Copy each line below in which the string "Malformed" occurs.

- Stored data
###
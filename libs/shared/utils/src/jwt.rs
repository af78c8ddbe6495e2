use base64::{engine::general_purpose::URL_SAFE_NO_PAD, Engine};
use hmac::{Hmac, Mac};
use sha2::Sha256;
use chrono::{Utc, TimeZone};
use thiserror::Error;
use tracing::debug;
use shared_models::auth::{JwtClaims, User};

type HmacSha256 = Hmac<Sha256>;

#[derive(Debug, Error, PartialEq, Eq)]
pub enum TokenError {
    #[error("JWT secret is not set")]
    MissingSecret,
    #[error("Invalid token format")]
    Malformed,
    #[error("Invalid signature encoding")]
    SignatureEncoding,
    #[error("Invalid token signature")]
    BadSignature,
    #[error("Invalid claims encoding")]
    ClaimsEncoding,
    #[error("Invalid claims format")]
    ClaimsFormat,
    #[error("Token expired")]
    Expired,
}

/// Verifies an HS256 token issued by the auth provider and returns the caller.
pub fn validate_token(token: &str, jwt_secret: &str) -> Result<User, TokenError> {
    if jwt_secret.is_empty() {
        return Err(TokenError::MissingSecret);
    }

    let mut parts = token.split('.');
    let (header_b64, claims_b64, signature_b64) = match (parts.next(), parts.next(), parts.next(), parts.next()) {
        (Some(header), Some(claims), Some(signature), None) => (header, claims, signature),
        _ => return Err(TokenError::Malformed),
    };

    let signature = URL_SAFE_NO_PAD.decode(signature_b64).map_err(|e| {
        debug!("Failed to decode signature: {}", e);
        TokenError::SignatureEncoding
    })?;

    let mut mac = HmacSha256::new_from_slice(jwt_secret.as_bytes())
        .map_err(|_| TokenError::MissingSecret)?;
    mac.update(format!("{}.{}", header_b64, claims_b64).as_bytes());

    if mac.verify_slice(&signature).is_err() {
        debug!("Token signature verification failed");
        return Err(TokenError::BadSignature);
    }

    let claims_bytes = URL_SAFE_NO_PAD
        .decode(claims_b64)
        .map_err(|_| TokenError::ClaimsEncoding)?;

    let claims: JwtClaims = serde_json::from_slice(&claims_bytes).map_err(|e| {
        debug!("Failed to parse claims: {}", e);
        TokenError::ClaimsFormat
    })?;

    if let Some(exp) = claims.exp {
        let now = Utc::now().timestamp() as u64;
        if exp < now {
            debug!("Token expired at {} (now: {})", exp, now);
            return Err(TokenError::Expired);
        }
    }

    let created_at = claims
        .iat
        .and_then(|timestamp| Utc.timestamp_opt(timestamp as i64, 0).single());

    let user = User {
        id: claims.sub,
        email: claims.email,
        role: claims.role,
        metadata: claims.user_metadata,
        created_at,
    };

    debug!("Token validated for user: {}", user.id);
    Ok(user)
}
###
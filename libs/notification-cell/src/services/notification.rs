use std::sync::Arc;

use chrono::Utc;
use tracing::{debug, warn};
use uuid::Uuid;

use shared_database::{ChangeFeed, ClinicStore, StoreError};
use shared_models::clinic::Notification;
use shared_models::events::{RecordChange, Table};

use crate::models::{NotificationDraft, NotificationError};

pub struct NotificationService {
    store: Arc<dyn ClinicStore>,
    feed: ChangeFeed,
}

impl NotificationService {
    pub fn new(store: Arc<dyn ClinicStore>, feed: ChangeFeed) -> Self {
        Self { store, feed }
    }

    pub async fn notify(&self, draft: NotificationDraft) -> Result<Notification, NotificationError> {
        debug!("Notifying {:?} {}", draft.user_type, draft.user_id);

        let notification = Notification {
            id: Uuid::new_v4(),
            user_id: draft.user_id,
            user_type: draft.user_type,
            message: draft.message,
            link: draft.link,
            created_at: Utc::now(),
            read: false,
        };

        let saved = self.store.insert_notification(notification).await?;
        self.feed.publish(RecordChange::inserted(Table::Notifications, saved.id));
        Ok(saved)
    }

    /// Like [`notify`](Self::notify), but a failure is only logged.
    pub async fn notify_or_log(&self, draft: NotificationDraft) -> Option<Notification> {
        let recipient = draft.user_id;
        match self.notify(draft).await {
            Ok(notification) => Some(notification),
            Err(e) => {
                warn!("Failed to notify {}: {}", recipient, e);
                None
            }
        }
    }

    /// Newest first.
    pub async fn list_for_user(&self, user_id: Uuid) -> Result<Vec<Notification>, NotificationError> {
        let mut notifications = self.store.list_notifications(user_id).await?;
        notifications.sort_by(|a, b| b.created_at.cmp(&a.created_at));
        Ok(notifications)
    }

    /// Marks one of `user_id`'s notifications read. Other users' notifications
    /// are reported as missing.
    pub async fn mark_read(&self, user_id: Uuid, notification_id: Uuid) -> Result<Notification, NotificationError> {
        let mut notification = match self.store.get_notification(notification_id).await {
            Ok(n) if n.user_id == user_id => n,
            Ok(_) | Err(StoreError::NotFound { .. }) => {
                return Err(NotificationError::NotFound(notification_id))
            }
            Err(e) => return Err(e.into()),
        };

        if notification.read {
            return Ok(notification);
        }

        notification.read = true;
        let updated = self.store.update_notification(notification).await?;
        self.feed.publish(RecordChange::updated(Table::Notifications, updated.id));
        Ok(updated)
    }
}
###
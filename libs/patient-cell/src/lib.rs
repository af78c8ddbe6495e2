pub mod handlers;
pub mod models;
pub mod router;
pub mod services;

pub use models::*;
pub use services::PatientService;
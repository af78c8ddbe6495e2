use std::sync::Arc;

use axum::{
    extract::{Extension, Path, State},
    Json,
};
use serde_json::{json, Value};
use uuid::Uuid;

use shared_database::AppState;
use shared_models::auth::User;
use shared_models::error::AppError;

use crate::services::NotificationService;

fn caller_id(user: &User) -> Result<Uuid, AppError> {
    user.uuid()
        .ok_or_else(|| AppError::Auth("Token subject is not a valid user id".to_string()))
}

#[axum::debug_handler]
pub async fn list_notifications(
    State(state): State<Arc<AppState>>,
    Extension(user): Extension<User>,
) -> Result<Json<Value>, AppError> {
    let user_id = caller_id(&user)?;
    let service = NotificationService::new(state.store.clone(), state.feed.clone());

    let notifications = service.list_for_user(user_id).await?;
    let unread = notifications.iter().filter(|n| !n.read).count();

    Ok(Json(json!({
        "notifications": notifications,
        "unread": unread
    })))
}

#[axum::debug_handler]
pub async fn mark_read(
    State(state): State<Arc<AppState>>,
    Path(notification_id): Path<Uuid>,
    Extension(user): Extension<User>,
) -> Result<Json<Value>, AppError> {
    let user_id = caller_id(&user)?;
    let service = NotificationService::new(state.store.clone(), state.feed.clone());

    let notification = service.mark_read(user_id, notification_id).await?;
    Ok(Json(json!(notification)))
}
###
- EXERCISE RESPONSE
    Malformed,
        _ => return Err(TokenError::Malformed),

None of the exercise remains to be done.